QNAP Pairs a 6-Year-Old Zen 2 EPYC With NVIDIA’s 96GB RTX PRO 6000 Blackwell in Its New Edge AI NAS

Hassan Mujtaba • May 2, 2026 at 02:00pm EDT

Two NVIDIA GPUs are placed on a QNAP storage unit, with a monitor displaying a desert scene in the background.

QNAP has introduced its new AI NAS, which packs a 16-Core AMD EPYC "Zen 2" CPU & can be paired with up to an RTX PRO 6000 Blackwell GPU.

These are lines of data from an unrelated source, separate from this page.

use std::collections::HashMap;
use std::sync::Arc;

use tokio::sync::Mutex;
use tracing::{debug, info};

use procura_core::domain::conversation::{Conversation, ConversationId, Message, UserId};
use procura_core::domain::tool::ToolCall;
use procura_core::errors::ChatError;
use procura_db::repositories::{ConversationStore, RepositoryError};

use crate::compose::ResponseComposer;
use crate::confirm::{ConfirmationGate, GateDecision};
use crate::executor::ToolExecutor;
use crate::intent::{IntentResolver, ResolvedIntent};

const CANCELLED_REPLY: &str = "Okay, I won't do that. Anything else I can help with?";

/// Façade sequencing one chat turn: append the user message, settle any
/// pending proposal, resolve intent, execute at most one tool, append
/// exactly one agent reply. Turns on the same conversation are
/// serialized; different conversations proceed in parallel.
pub struct AgentOrchestrator {
    store: Arc<dyn ConversationStore>,
    resolver: IntentResolver,
    gate: ConfirmationGate,
    executor: ToolExecutor,
    composer: ResponseComposer,
    turn_locks: Mutex<HashMap<String, Arc<Mutex<()>>>>,
}

impl AgentOrchestrator {
    pub fn new(
        store: Arc<dyn ConversationStore>,
        resolver: IntentResolver,
        executor: ToolExecutor,
    ) -> Self {
        Self {
            composer: ResponseComposer::new(store.clone()),
            store,
            resolver,
            gate: ConfirmationGate,
            executor,
            turn_locks: Mutex::new(HashMap::new()),
        }
    }

    /// Handles one user message end to end and returns the updated
    /// conversation, whose last message is the agent's reply. Only
    /// request-shape and persistence failures surface as errors; every
    /// resolver, gateway, or executor problem is answered in-band.
    pub async fn handle_message(
        &self,
        user_id: Option<UserId>,
        conversation_id: Option<ConversationId>,
        text: &str,
    ) -> Result<Conversation, ChatError> {
        let text = text.trim();
        if text.is_empty() {
            return Err(ChatError::Validation {
                message: "message must not be empty".to_string(),
            });
        }

        let id = match conversation_id {
            Some(id) => id,
            None => {
                self.store
                    .create(user_id.clone())
                    .await
                    .map_err(|err| store_error(err, "new"))?
                    .id
            }
        };

        let lock = self.turn_lock(&id).await;
        let guard = lock.lock().await;
        let result = self.run_turn(&id, user_id.as_ref(), text).await;
        drop(guard);
        self.release_turn_lock(&id, lock).await;
        result
    }

    async fn run_turn(
        &self,
        id: &ConversationId,
        user_id: Option<&UserId>,
        text: &str,
    ) -> Result<Conversation, ChatError> {
        // Re-read under the lock so this turn sees everything a
        // previously serialized turn appended.
        let conversation = self
            .store
            .find(id, user_id)
            .await
            .map_err(|err| store_error(err, &id.0))?
            .ok_or_else(|| ChatError::ConversationNotFound {
                conversation_id: id.0.clone(),
            })?;

        let pending = conversation
            .last_agent_message()
            .and_then(|message| message.proposed_call.clone());

        let conversation = self
            .store
            .append_message(id, Message::user(text))
            .await
            .map_err(|err| store_error(err, &id.0))?;

        if let Some(call) = pending {
            match self.gate.evaluate(text) {
                GateDecision::Approve => {
                    info!(conversation_id = %id.0, tool = call.name(), "proposal confirmed");
                    return self.run_tool(id, user_id, &call).await;
                }
                GateDecision::Cancel => {
                    info!(conversation_id = %id.0, tool = call.name(), "proposal cancelled");
                    return self
                        .composer
                        .reply(id, CANCELLED_REPLY)
                        .await
                        .map_err(|err| store_error(err, &id.0));
                }
                GateDecision::Fresh => {
                    debug!(conversation_id = %id.0, tool = call.name(), "proposal abandoned");
                }
            }
        }

        match self.resolver.resolve(&conversation).await {
            ResolvedIntent::Reply(reply) | ResolvedIntent::Clarify(reply) => self
                .composer
                .reply(id, reply)
                .await
                .map_err(|err| store_error(err, &id.0)),
            ResolvedIntent::ToolCall(call) if call.is_mutating() => {
                info!(conversation_id = %id.0, tool = call.name(), "proposing mutating call");
                self.composer.propose(id, call).await.map_err(|err| store_error(err, &id.0))
            }
            ResolvedIntent::ToolCall(call) => self.run_tool(id, user_id, &call).await,
        }
    }

    async fn run_tool(
        &self,
        id: &ConversationId,
        user_id: Option<&UserId>,
        call: &ToolCall,
    ) -> Result<Conversation, ChatError> {
        let reply = self.executor.execute(user_id, call).await;
        self.composer.tool_reply(id, reply).await.map_err(|err| store_error(err, &id.0))
    }

    async fn turn_lock(&self, id: &ConversationId) -> Arc<Mutex<()>> {
        let mut locks = self.turn_locks.lock().await;
        locks.entry(id.0.clone()).or_default().clone()
    }

    /// Drops the map entry once no other turn holds a handle to it, so
    /// the lock map stays proportional to in-flight conversations rather
    /// than every conversation ever seen.
    async fn release_turn_lock(&self, id: &ConversationId, lock: Arc<Mutex<()>>) {
        drop(lock);
        let mut locks = self.turn_locks.lock().await;
        if let Some(entry) = locks.get(&id.0) {
            if Arc::strong_count(entry) == 1 {
                locks.remove(&id.0);
            }
        }
    }
}

fn store_error(err: RepositoryError, conversation_id: &str) -> ChatError {
    if err.is_not_found() {
        ChatError::ConversationNotFound { conversation_id: conversation_id.to_string() }
    } else {
        ChatError::Internal { message: err.to_string() }
    }
}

Old Meets New In QNAP's "QAI-h1290FX" AI NAS: 16 Zen 2 Cores & 96 GB RTX PRO 6000 GPU

The "QAI-h1290FX" is QNAP's latest Edge AI offering that combines two distinct hardware components. But before we get into the details, it should be mentioned that QNAP's latest AI NAS is designed for LLM, RAG, and various GenAI applications.

Two components power the server, the first is the AMD EPYC 7302P CPU, which features 16 cores and 32 threads. This chip is based on the Zen 2 core architecture and offers enough performance to handle AI inference tasks at edge.

The second component is the GPU, which QNAP offers two options: either the 32 GB RTX PRO 4500 Blackwell or NVIDIA's flagship 96 GB RTX PRO 6000 Blackwell. Both offer absolutely behemoth compute capabilities for AI, with the PRO 4500 aimed for up to ~30B LLMs, while the PRO 6000 is ideal for 70B+ AI LLMs.

Besides the CPU/GPU, the QNAP QAI-h1290FX features support for 12 U.2 NVMe/SATA SSDs, and there is also high-speed networking support in the form of dual 25GbE and dual 2.5GbE LAN ports. The PCIe slots can also carry additional 100GbE AICs, though those are sold separately. The NAS is also compatible with QNAP's JBOD expansion enclosures for large-scale AI data storage.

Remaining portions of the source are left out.